So far this is how I make batch effect in R, following was an attempted first option to include batch effect in design matrix, which I am not able to...
replicate_DMSO <- factor(c(1,1,1,1,2,2,2))
replicate_OHT <- factor(c(1,1,1,1,2,2,2))
Batch <- factor(c(1,1,1,1,2,2,2))
design_DMSO <- model.matrix(~replicate_DMSO + Batch)
design_OHT <- model.matrix(~replicate_OHT + Batch)
design_DMSO
(Intercept) replicate_DMSO2 Batch2
1 1 0 0
2 1 0 0
3 1 0 0
4 1 0 0
5 1 1 1
6 1 1 1
7 1 1 1
attr(,"assign")
[1] 0 1 2
attr(,"contrasts")
attr(,"contrasts")$replicate_DMSO
[1] "contr.treatment"
attr(,"contrasts")$Batch
[1] "contr.treatment"
design_OHT
(Intercept) replicate_OHT2 Batch2
1 1 0 0
2 1 0 0
3 1 0 0
4 1 0 0
5 1 1 1
6 1 1 1
7 1 1 1
attr(,"assign")
[1] 0 1 2
attr(,"contrasts")
attr(,"contrasts")$replicate_OHT
[1] "contr.treatment"
attr(,"contrasts")$Batch
[1] "contr.treatment"
The problem is then when I try to run later in edgeR analysis common dispersion I got those errors:
y_DMSO <- estimateGLMCommonDisp(y_DMSO, design_DMSO, verbose=TRUE)

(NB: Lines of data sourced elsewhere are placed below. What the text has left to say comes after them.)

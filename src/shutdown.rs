//! Process-wide shutdown coordination.
//! The ctrlc handler sets a flag; the orchestrator, tree copy and repair walk poll
//! it between units of work and stop with `ReorgError::Interrupted`.
//!
//! Notes:
//! - Relaxed atomics are sufficient for a one-way "stop" flag.
//! - `request()` is safe to call from signal handlers.

use std::sync::atomic::{AtomicBool, Ordering};

static SHUTDOWN: AtomicBool = AtomicBool::new(false);

/// Request a cooperative shutdown (idempotent).
#[inline]
pub fn request() {
    SHUTDOWN.store(true, Ordering::Relaxed);
}

/// Check whether a shutdown has been requested.
#[inline]
pub fn is_requested() -> bool {
    SHUTDOWN.load(Ordering::Relaxed)
}

/// Clear the flag; tests share the process-wide state.
#[doc(hidden)]
#[inline]
pub fn reset() {
    SHUTDOWN.store(false, Ordering::Relaxed);
}
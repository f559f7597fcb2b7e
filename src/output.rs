//! User-facing console lines, separate from tracing output.
use owo_colors::OwoColorize;

use crate::report::BatchReport;

/// Small wrapper around stdout/stderr printing to provide consistent, colored
/// user-facing messages. Colors are enabled only when output is a TTY.
pub fn is_tty() -> bool {
    atty::is(atty::Stream::Stdout)
}

pub fn print_info(msg: &str) {
    if is_tty() {
        println!("{} {}", "info:".cyan().bold(), msg);
    } else {
        println!("info: {}", msg);
    }
}

pub fn print_warn(msg: &str) {
    if is_tty() {
        eprintln!("{} {}", "warn:".yellow().bold(), msg);
    } else {
        eprintln!("warn: {}", msg);
    }
}

pub fn print_error(msg: &str) {
    if is_tty() {
        eprintln!("{} {}", "error:".red().bold(), msg);
    } else {
        eprintln!("error: {}", msg);
    }
}

pub fn print_success(msg: &str) {
    if is_tty() {
        println!("{} {}", "ok:".green().bold(), msg);
    } else {
        println!("ok: {}", msg);
    }
}

/// Print a plain user-facing line (no prefix) that scripts may parse.
pub fn print_user(msg: &str) {
    println!("{}", msg);
}

/// End-of-run summary: one line per failed species, then the totals.
pub fn print_batch_summary(report: &BatchReport) {
    for species in report.species.iter().filter(|s| !s.succeeded()) {
        if let Some(err) = &species.error {
            print_error(&format!("{} ({}): {}", species.name, err.kind, err.message));
        }
    }
    for err in &report.resolver_errors {
        print_error(&format!("metadata: {err}"));
    }
    let line = report.summary_line();
    if report.failed() > 0 || report.interrupted {
        print_warn(&line);
    } else {
        print_success(&line);
    }
}
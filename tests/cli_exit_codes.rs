use std::fs;
use std::path::{Path, PathBuf};
use std::process::{Command, Output};

use tempfile::tempdir;

fn ftp_root(base: &Path) -> PathBuf {
    let root = base.join("ftp");
    fs::create_dir_all(root.join("species")).unwrap();
    fs::create_dir_all(root.join("timestamped/species")).unwrap();
    root
}

fn write_metadata(dir: &Path, rows: serde_json::Value) -> PathBuf {
    let meta = dir.join("meta");
    fs::create_dir_all(&meta).unwrap();
    fs::write(meta.join("ensembl_metadata_qrp.json"), rows.to_string()).unwrap();
    meta
}

fn run(base: &Path, args: &[&str]) -> Output {
    let me = assert_cmd::cargo::cargo_bin!("annotation_reorg");
    Command::new(me)
        .env("ANNOTATION_REORG_CONFIG", base.join("no-config.xml"))
        .args(args)
        .output()
        .expect("spawn binary")
}

#[test]
fn missing_release_versions_is_a_usage_error() {
    let td = tempdir().unwrap();
    let out = run(td.path(), &["-r", "60", "-f", "/tmp"]);
    assert_eq!(out.status.code(), Some(2));
}

#[test]
fn missing_species_directory_fails() {
    let td = tempdir().unwrap();
    let root = td.path().join("ftp");
    fs::create_dir_all(root.join("species")).unwrap();
    let meta = write_metadata(td.path(), serde_json::json!([]));

    let out = run(
        td.path(),
        &["-e", "110", "-r", "60", "-f", root.to_str().unwrap(), "-m", meta.to_str().unwrap()],
    );

    assert_eq!(out.status.code(), Some(1));
    let stderr = String::from_utf8_lossy(&out.stderr);
    assert!(stderr.contains("timestamped"), "stderr: {stderr}");
}

#[test]
fn unsupported_metadata_scheme_fails() {
    let td = tempdir().unwrap();
    let root = ftp_root(td.path());
    let out = run(
        td.path(),
        &["-e", "110", "-r", "60", "-f", root.to_str().unwrap(), "-m", "mysql://ensro@host:3306"],
    );
    assert_eq!(out.status.code(), Some(1));
}

#[test]
fn empty_selection_only_fails_when_asked() {
    let td = tempdir().unwrap();
    let root = ftp_root(td.path());
    let meta = write_metadata(td.path(), serde_json::json!([]));
    let base = ["-e", "110", "-r", "60", "-f", root.to_str().unwrap(), "-m", meta.to_str().unwrap()];

    assert!(run(td.path(), &base).status.success());

    let mut strict = base.to_vec();
    strict.push("--fail-on-empty");
    assert_eq!(run(td.path(), &strict).status.code(), Some(1));
}

#[test]
fn full_run_relocates_and_writes_report() {
    let td = tempdir().unwrap();
    let root = ftp_root(td.path());
    let genome = root.join("species/Homo_sapiens/GCA_000001405.29/genome");
    fs::create_dir_all(&genome).unwrap();
    fs::write(genome.join("dna.fa"), "ACGT").unwrap();
    let meta = write_metadata(
        td.path(),
        serde_json::json!([
            {
                "assembly_accession": "GCA_000001405.29",
                "name": "homo_sapiens",
                "display_name": "Homo sapiens (Human)",
                "dbname": "homo_sapiens_core_110_38",
                "ensembl_version": 110,
                "ensembl_genomes_version": 60
            },
            {
                "assembly_accession": "GCA_9",
                "name": "old_species",
                "display_name": "Old species",
                "dbname": "old_species_core_100_1",
                "ensembl_version": 100,
                "ensembl_genomes_version": 50
            }
        ]),
    );
    let core = td.path().join("core");
    fs::create_dir_all(&core).unwrap();
    fs::write(
        core.join("homo_sapiens_core_110_38.json"),
        r#"{"species.annotation_source": "refseq", "genebuild.last_geneset_update": "2023-03"}"#,
    )
    .unwrap();
    let report = td.path().join("out/report.json");

    let out = run(
        td.path(),
        &[
            "-e", "110", "-r", "60",
            "-f", root.to_str().unwrap(),
            "-m", meta.to_str().unwrap(),
            "-c", core.to_str().unwrap(),
            "-t", "genome",
            "--report", report.to_str().unwrap(),
        ],
    );

    assert!(out.status.success(), "stderr: {}", String::from_utf8_lossy(&out.stderr));
    assert!(root.join("species/Homo_sapiens/GCA_000001405.29/refseq/genome/dna.fa").is_file());
    assert!(root.join(".annotation_reorg.lock").is_file());
    annotation_reorg::fs_ops::RunLock::acquire(&root).unwrap();
    assert!(root.join(".annotation_reorg.ledger.jsonl").is_file());

    let parsed: serde_json::Value = serde_json::from_str(&fs::read_to_string(&report).unwrap()).unwrap();
    let species = parsed["species"].as_array().unwrap();
    assert_eq!(species.len(), 1);
    assert_eq!(species[0]["annotation_source"], "refseq");
    assert_eq!(species[0]["genebuild_update"], "2023_03");
    assert_eq!(species[0]["data_types"][0]["primary"]["status"], "renamed");
}

#[test]
fn dry_run_changes_nothing() {
    let td = tempdir().unwrap();
    let root = ftp_root(td.path());
    let genome = root.join("species/Mus_musculus/GCA_1/genome");
    fs::create_dir_all(&genome).unwrap();
    let meta = write_metadata(
        td.path(),
        serde_json::json!([{
            "assembly_accession": "GCA_1",
            "display_name": "Mus musculus",
            "dbname": "mus_musculus_core",
            "ensembl_version": 110,
            "ensembl_genomes_version": 60
        }]),
    );

    let out = run(
        td.path(),
        &["-e", "110", "-r", "60", "-f", root.to_str().unwrap(), "-m", meta.to_str().unwrap(), "--dry-run"],
    );

    assert!(out.status.success());
    assert!(genome.is_dir());
    assert!(!root.join("species/Mus_musculus/GCA_1/ensembl").exists());
    assert!(!root.join(".annotation_reorg.ledger.jsonl").exists());
}
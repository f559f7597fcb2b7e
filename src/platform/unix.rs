//! Unix implementations of platform helpers.

use std::fs::{self, File, OpenOptions};
use std::io;
use std::os::unix::fs::{OpenOptionsExt, PermissionsExt};
use std::path::Path;

/// Open log file for appending; 0600 applies only when the file is created so
/// administrator adjustments on an existing log are kept.
pub fn open_log_file_secure_append(path: &Path) -> io::Result<File> {
    if let Some(parent) = path.parent() {
        let _ = fs::create_dir_all(parent);
    }
    let existed = path.exists();
    let f = OpenOptions::new().create(true).append(true).mode(0o600).open(path)?;
    if !existed {
        let _ = fs::set_permissions(path, fs::Permissions::from_mode(0o600));
    }
    Ok(f)
}

/// Create `link` pointing at the literal `destination` text.
pub fn create_symlink(destination: &Path, link: &Path) -> io::Result<()> {
    std::os::unix::fs::symlink(destination, link)
}
//! Config module.
//! Provides the runtime configuration type, default paths, XML loading, and
//! validation of the release FTP root.

pub mod paths;
pub mod types;
mod validate;
pub mod xml;

pub use paths::{default_config_path, default_log_path, path_has_symlink_ancestor, CONFIG_ENV_VAR};
pub use types::{Config, LogLevel};
pub use xml::{load_config_from_xml_path, load_xml_overrides, XmlConfig};

/// Metadata database name used when none is configured.
pub const METADATA_DBNAME_DEFAULT: &str = "ensembl_metadata_qrp";
//! Path planning.
//! Maps a species + data type onto the source/target directories of the
//! primary `species/` area and its `timestamped/species/` mirror. Never touches disk.

use serde::Serialize;
use std::fmt;
use std::path::{Path, PathBuf};

use crate::species::{DataType, SpeciesRecord};

pub const SPECIES_DIR: &str = "species";
pub const TIMESTAMPED_DIR: &str = "timestamped";

/// Which of the two mirrored trees a plan applies to.
#[derive(Debug, Clone, Copy, PartialEq, Eq, Serialize)]
#[serde(rename_all = "lowercase")]
pub enum Area {
    Primary,
    Timestamped,
}

impl fmt::Display for Area {
    fn fmt(&self, f: &mut fmt::Formatter<'_>) -> fmt::Result {
        match self {
            Area::Primary => f.write_str("primary"),
            Area::Timestamped => f.write_str("timestamped"),
        }
    }
}

/// Source/target pair for one (species, data type, area).
/// `target` is always `source` with the data-type segment replaced by the annotation source.
#[derive(Debug, Clone, PartialEq, Eq, Serialize)]
pub struct RelocationPlan {
    pub area: Area,
    pub source: PathBuf,
    pub target: PathBuf,
}

/// Plans for both areas of one (species, data type).
#[derive(Debug, Clone, PartialEq, Eq)]
pub struct SpeciesPlan {
    pub data_type: DataType,
    pub annotation_source: String,
    pub primary: RelocationPlan,
    pub timestamped: RelocationPlan,
}

/// Root of an area: `<root>/species` or `<root>/timestamped/species`.
pub fn area_root(release_root: &Path, area: Area) -> PathBuf {
    match area {
        Area::Primary => release_root.join(SPECIES_DIR),
        Area::Timestamped => release_root.join(TIMESTAMPED_DIR).join(SPECIES_DIR),
    }
}

/// `<area root>/<short_name>/<accession>`
pub fn assembly_dir(release_root: &Path, area: Area, species: &SpeciesRecord) -> PathBuf {
    area_root(release_root, area)
        .join(species.short_name())
        .join(&species.assembly_accession)
}

pub fn plan_area(
    release_root: &Path,
    area: Area,
    species: &SpeciesRecord,
    data_type: DataType,
    annotation_source: &str,
) -> RelocationPlan {
    let base = assembly_dir(release_root, area, species);
    RelocationPlan {
        area,
        source: base.join(data_type.as_str()),
        target: base.join(annotation_source),
    }
}

/// Compute the four paths for one species and data type.
pub fn plan(
    release_root: &Path,
    species: &SpeciesRecord,
    data_type: DataType,
    annotation_source: &str,
) -> SpeciesPlan {
    SpeciesPlan {
        data_type,
        annotation_source: annotation_source.to_string(),
        primary: plan_area(release_root, Area::Primary, species, data_type, annotation_source),
        timestamped: plan_area(release_root, Area::Timestamped, species, data_type, annotation_source),
    }
}
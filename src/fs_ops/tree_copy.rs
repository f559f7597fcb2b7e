//! Recursive tree copy used by copy-then-purge and the cross-device move fallback.
//! - Directories are created, regular files copied, symlinks recreated verbatim
//!   (the recorded destination text is kept; links are never followed).
//! - Modification times are carried over best-effort with `filetime`.
//! - Existing files at the destination are overwritten (merge semantics).

use anyhow::Result;
use filetime::{set_file_mtime, set_symlink_file_times, FileTime};
use std::fs;
use std::path::Path;
use tracing::{trace, warn};
use walkdir::WalkDir;

use super::helpers::io_error_with_help;
use super::util::entry_exists;
use crate::platform::create_symlink;
use crate::shutdown;
use crate::errors::ReorgError;

/// Counters for a finished copy.
#[derive(Debug, Default, Clone, Copy, PartialEq, Eq)]
pub struct CopyStats {
    pub dirs: u64,
    pub files: u64,
    pub links: u64,
    pub bytes: u64,
}

/// Copy the tree rooted at `src` so that it lives at `dst` (`dst` itself is created).
/// A non-directory `src` is copied to `dst` as a single entry.
pub fn copy_tree(src: &Path, dst: &Path) -> Result<CopyStats> {
    let mut stats = CopyStats::default();

    for entry in WalkDir::new(src).follow_links(false) {
        if shutdown::is_requested() {
            return Err(ReorgError::Interrupted.into());
        }
        let entry = entry.map_err(|e| anyhow::anyhow!("walk {}: {}", src.display(), e))?;
        let rel = entry.path().strip_prefix(src)?;
        let out = if rel.as_os_str().is_empty() { dst.to_path_buf() } else { dst.join(rel) };
        let ftype = entry.file_type();

        if ftype.is_dir() {
            fs::create_dir_all(&out).map_err(io_error_with_help("create directory", &out))?;
            stats.dirs += 1;
        } else if ftype.is_symlink() {
            let recorded = fs::read_link(entry.path())
                .map_err(io_error_with_help("read symlink", entry.path()))?;
            if entry_exists(&out) {
                fs::remove_file(&out).map_err(io_error_with_help("remove existing entry", &out))?;
            }
            create_symlink(&recorded, &out).map_err(io_error_with_help("create symlink", &out))?;
            if let Ok(meta) = entry.metadata() {
                let mt = FileTime::from_last_modification_time(&meta);
                let _ = set_symlink_file_times(&out, FileTime::from_last_access_time(&meta), mt);
            }
            stats.links += 1;
        } else {
            let bytes = fs::copy(entry.path(), &out).map_err(io_error_with_help("copy file", &out))?;
            stats.bytes += bytes;
            stats.files += 1;
            if let Ok(meta) = entry.metadata() {
                if let Err(e) = set_file_mtime(&out, FileTime::from_last_modification_time(&meta)) {
                    warn!(path = %out.display(), error = %e, "failed to carry over mtime");
                }
            }
        }
        trace!(src = %entry.path().display(), dst = %out.display(), "copied entry");
    }

    // Directory mtimes change while children are written; set them last.
    for entry in WalkDir::new(src).follow_links(false).contents_first(true) {
        let Ok(entry) = entry else { continue };
        if !entry.file_type().is_dir() {
            continue;
        }
        if let (Ok(rel), Ok(meta)) = (entry.path().strip_prefix(src), entry.metadata()) {
            let _ = set_file_mtime(dst.join(rel), FileTime::from_last_modification_time(&meta));
        }
    }

    Ok(stats)
}

#[cfg(all(test, unix))]
mod tests {
    use super::*;
    use assert_fs::prelude::*;

    #[test]
    fn copies_files_dirs_and_links_verbatim() {
        let temp = assert_fs::TempDir::new().unwrap();
        let src = temp.child("genome");
        src.child("a.fa").write_str("ACGT").unwrap();
        src.child("sub/b.txt").write_str("b").unwrap();
        std::os::unix::fs::symlink("../geneset/x.gz", src.child("link").path()).unwrap();

        let dst = temp.child("out/genome");
        let stats = copy_tree(src.path(), dst.path()).unwrap();

        assert_eq!(stats.files, 2);
        assert_eq!(stats.links, 1);
        assert_eq!(fs::read_to_string(dst.child("a.fa").path()).unwrap(), "ACGT");
        assert_eq!(fs::read_to_string(dst.child("sub/b.txt").path()).unwrap(), "b");
        assert_eq!(
            fs::read_link(dst.child("link").path()).unwrap(),
            Path::new("../geneset/x.gz")
        );
    }

    #[test]
    fn preserves_file_mtime() {
        let temp = assert_fs::TempDir::new().unwrap();
        let src = temp.child("s");
        let f = src.child("old.txt");
        f.write_str("x").unwrap();
        let old = FileTime::from_unix_time(1_600_000_000, 0);
        set_file_mtime(f.path(), old).unwrap();

        let dst = temp.child("d");
        copy_tree(src.path(), dst.path()).unwrap();
        let meta = fs::metadata(dst.child("old.txt").path()).unwrap();
        assert_eq!(FileTime::from_last_modification_time(&meta), old);
    }
}
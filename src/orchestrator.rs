//! Reorganization orchestrator.
//! For each species: look up the annotation source, then per data type plan the
//! paths, relocate the primary and timestamped trees and mend the links under the
//! new primary target. Errors stop only the species they happened in.

use anyhow::Result;
use std::path::{Path, PathBuf};
use tracing::{debug, error, info, warn};

use crate::config::Config;
use crate::errors::ReorgError;
use crate::fs_ops::{entry_exists, Relocator};
use crate::ledger::{Ledger, LedgerKey};
use crate::metadata::AnnotationLookup;
use crate::plan::plan;
use crate::repair::repair_tree;
use crate::report::{BatchReport, DataTypeOutcome, SpeciesFailure, SpeciesOutcome};
use crate::shutdown;
use crate::species::{DataType, SpeciesRecord};

pub struct Reorganizer<'a> {
    root: PathBuf,
    data_types: Vec<DataType>,
    relocator: Relocator,
    lookup: &'a dyn AnnotationLookup,
    ledger: Option<Ledger>,
    dry_run: bool,
}

impl<'a> Reorganizer<'a> {
    pub fn new(root: impl Into<PathBuf>, data_types: Vec<DataType>, relocator: Relocator, lookup: &'a dyn AnnotationLookup) -> Self {
        Self {
            root: root.into(),
            data_types,
            dry_run: relocator.dry_run,
            relocator,
            lookup,
            ledger: None,
        }
    }

    /// Build from a validated config, opening the ledger when enabled.
    pub fn from_config(cfg: &Config, lookup: &'a dyn AnnotationLookup) -> Result<Self> {
        let relocator = Relocator {
            strategy: cfg.strategy,
            existing: cfg.existing_target,
            dry_run: cfg.dry_run,
        };
        let mut this = Self::new(cfg.ftp_path.clone(), cfg.data_types.clone(), relocator, lookup);
        if let Some(path) = cfg.effective_ledger_path() {
            this = this.with_ledger(Ledger::open(&path)?);
        }
        Ok(this)
    }

    pub fn with_ledger(mut self, ledger: Ledger) -> Self {
        self.ledger = Some(ledger);
        self
    }

    pub fn root(&self) -> &Path {
        &self.root
    }

    /// Process every species; never fails as a whole.
    pub fn run<I>(&mut self, species: I) -> BatchReport
    where
        I: IntoIterator<Item = Result<SpeciesRecord>>,
    {
        let mut report = BatchReport::new(self.dry_run);
        let mut seen_any = false;

        for item in species {
            if shutdown::is_requested() {
                warn!("shutdown requested; stopping before the next species");
                report.interrupted = true;
                break;
            }
            seen_any = true;
            let record = match item {
                Ok(r) => r,
                Err(e) => {
                    error!(error = %format!("{e:#}"), "metadata resolver yielded an unusable record");
                    report.resolver_errors.push(format!("{e:#}"));
                    continue;
                }
            };
            let outcome = self.process_species(&record);
            let interrupted = matches!(
                outcome.error.as_ref().map(|f| f.kind.as_str()),
                Some("interrupted")
            );
            report.species.push(outcome);
            if interrupted {
                report.interrupted = true;
                break;
            }
        }

        if !seen_any && !report.interrupted {
            report.no_species_matched = true;
        }
        report.finish();
        report
    }

    /// Process one species, turning any error into a failed outcome.
    pub fn process_species(&mut self, species: &SpeciesRecord) -> SpeciesOutcome {
        info!(species = %species.name, dbname = %species.dbname, "Processing species");
        let mut outcome = SpeciesOutcome {
            name: species.name.clone(),
            dbname: species.dbname.clone(),
            accession: species.assembly_accession.clone(),
            short_name: species.short_name(),
            annotation_source: None,
            genebuild_initial: species.genebuild_initial_segment(),
            genebuild_update: species.genebuild_update_segment(),
            data_types: Vec::new(),
            error: None,
        };

        if let Err(e) = self.relocate_species(species, &mut outcome) {
            let failure = SpeciesFailure::from_error(&e);
            error!(
                species = %species.name,
                code = failure.code,
                kind = %failure.kind,
                "Failed to process species: {}",
                failure.message
            );
            outcome.error = Some(failure);
        } else {
            info!(
                species = %species.name,
                annotation_source = outcome.annotation_source.as_deref().unwrap_or_default(),
                data_types = outcome.data_types.len(),
                "Sub directories regrouped"
            );
        }
        outcome
    }

    fn relocate_species(&mut self, species: &SpeciesRecord, outcome: &mut SpeciesOutcome) -> Result<()> {
        if species.short_name().is_empty() || species.assembly_accession.trim().is_empty() {
            return Err(ReorgError::Resolver(format!(
                "species {} has an empty display name or accession",
                species.name
            ))
            .into());
        }

        debug!(dbname = %species.dbname, "fetching annotation source");
        let info = self.lookup.lookup(&species.dbname)?;
        let source = info.annotation_source().to_string();
        outcome.annotation_source = Some(source.clone());
        if outcome.genebuild_initial.is_none() {
            outcome.genebuild_initial = info.initial_release_date();
        }
        if outcome.genebuild_update.is_none() {
            outcome.genebuild_update = info.last_geneset_update();
        }

        for &data_type in &self.data_types.clone() {
            if shutdown::is_requested() {
                return Err(ReorgError::Interrupted.into());
            }
            let dt_outcome = self.relocate_data_type(species, data_type, &source)?;
            outcome.data_types.push(dt_outcome);
        }
        Ok(())
    }

    fn relocate_data_type(&mut self, species: &SpeciesRecord, data_type: DataType, source: &str) -> Result<DataTypeOutcome> {
        let key = LedgerKey {
            species: species.name.clone(),
            accession: species.assembly_accession.clone(),
            data_type,
        };
        let p = plan(&self.root, species, data_type, source);

        if self.ledger.as_ref().is_some_and(|l| l.contains(&key)) {
            debug!(species = %species.name, %data_type, "already recorded in ledger; skipping relocation");
            let repair = repair_tree(&p.primary.target, data_type.as_str(), source, self.dry_run)?;
            return Ok(DataTypeOutcome::skipped(data_type, repair));
        }

        let primary = self.relocator.relocate(&p.primary)?;
        let timestamped = self.relocator.relocate(&p.timestamped)?;
        let repair = repair_tree(&p.primary.target, data_type.as_str(), source, self.dry_run)?;

        // Only a tree that now lives under the annotation source counts as done.
        let completed = entry_exists(&p.primary.target.join(data_type.as_str()))
            && !entry_exists(&p.primary.source)
            && !entry_exists(&p.timestamped.source);
        if !self.dry_run && completed {
            if let Some(ledger) = self.ledger.as_mut() {
                ledger.record(key, source)?;
            }
        }

        Ok(DataTypeOutcome {
            data_type,
            skipped_by_ledger: false,
            primary,
            timestamped,
            repair,
        })
    }
}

Error in glmFit.default(y, design = design, dispersion = dispersion, offset = offset, :
Design matrix not of full rank. The following coefficients not estimable:
Batch2
y_OHT <- estimateGLMCommonDisp(y_OHT, design_OHT, verbose=TRUE)
Error in glmFit.default(y, design = design, dispersion = dispersion, offset = offset, :
Design matrix not of full rank. The following coefficients not estimable:
Batch2
I know there is something off with my design matrix so I am wondering, do I really have to consider a batch effect in this case and how to address it to the design of the matrix.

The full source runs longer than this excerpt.